Task instructions
Please copy, with no word changed, only the run of lines that opens with the line containing "pub struct NotificationDto" and closes with the last line below.

(Provided entries)

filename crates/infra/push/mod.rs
pub mod webhook;
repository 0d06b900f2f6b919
use chrono::{DateTime, Utc};
use serde::{Deserialize, Serialize};
use uuid::Uuid;

use crate::domain::entities::notifications::NotificationEntity;
use crate::domain::entities::users::UserEntity;
use crate::domain::value_objects::enums::{
    audiences::Audience, entity_types::EntityType, notification_types::NotificationType,
};

#[derive(Debug, Clone, Copy, Serialize, Deserialize, PartialEq, Eq, Hash)]
pub struct EntityRef {
    pub entity_type: EntityType,
    pub id: Uuid,
}

impl EntityRef {
    pub fn new(entity_type: EntityType, id: Uuid) -> Self {
        Self { entity_type, id }
    }
}

/// A resolved fan-out target.
#[derive(Debug, Clone, PartialEq)]
pub struct Recipient {
    pub user: UserEntity,
    pub audience: Audience,
}

/// Structured payload stored with every notification, linking back to the
/// source entity.
#[derive(Debug, Clone, Serialize, Deserialize, PartialEq, Eq)]
pub struct NotificationPayload {
    pub event: NotificationType,
    pub audience: Audience,
    pub entity_type: EntityType,
    pub entity_id: Uuid,
    pub subject_user_id: Uuid,
}

/// What push providers receive for an already persisted notification.
#[derive(Debug, Clone, Serialize)]
pub struct PushMessage {
    pub notification_id: Uuid,
    pub recipient_id: Uuid,
    pub notification_type: String,
    pub title: String,
    pub message: String,
    pub link: Option<String>,
    pub created_at: DateTime<Utc>,
}

impl From<&NotificationEntity> for PushMessage {
    fn from(value: &NotificationEntity) -> Self {
        Self {
            notification_id: value.id,
            recipient_id: value.recipient_id,
            notification_type: value.notification_type.clone(),
            title: value.title.clone(),
            message: value.message.clone(),
            link: value.link.clone(),
            created_at: value.created_at,
        }
    }
}

#[derive(Debug, Serialize)]
pub struct NotificationDto {
    pub id: Uuid,
    pub notification_type: String,
    pub audience: String,
    pub title: String,
    pub message: String,
    pub link: Option<String>,
    pub entity_type: String,
    pub entity_id: Uuid,
    pub payload: serde_json::Value,
    pub created_at: DateTime<Utc>,
    pub read_at: Option<DateTime<Utc>>,
}

impl From<NotificationEntity> for NotificationDto {
    fn from(value: NotificationEntity) -> Self {
        Self {
            id: value.id,
            notification_type: value.notification_type,
            audience: value.audience,
            title: value.title,
            message: value.message,
            link: value.link,
            entity_type: value.entity_type,
            entity_id: value.entity_id,
            payload: value.payload,
            created_at: value.created_at,
            read_at: value.read_at,
        }
    }
}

(End Provided entries)

Reply to the task
pub struct NotificationDto {
    pub id: Uuid,
    pub notification_type: String,
    pub audience: String,
    pub title: String,
    pub message: String,
    pub link: Option<String>,
    pub entity_type: String,
    pub entity_id: Uuid,
    pub payload: serde_json::Value,
    pub created_at: DateTime<Utc>,
    pub read_at: Option<DateTime<Utc>>,
}

impl From<NotificationEntity> for NotificationDto {
    fn from(value: NotificationEntity) -> Self {
        Self {
            id: value.id,
            notification_type: value.notification_type,
            audience: value.audience,
            title: value.title,
            message: value.message,
            link: value.link,
            entity_type: value.entity_type,
            entity_id: value.entity_id,
            payload: value.payload,
            created_at: value.created_at,
            read_at: value.read_at,
        }
    }
}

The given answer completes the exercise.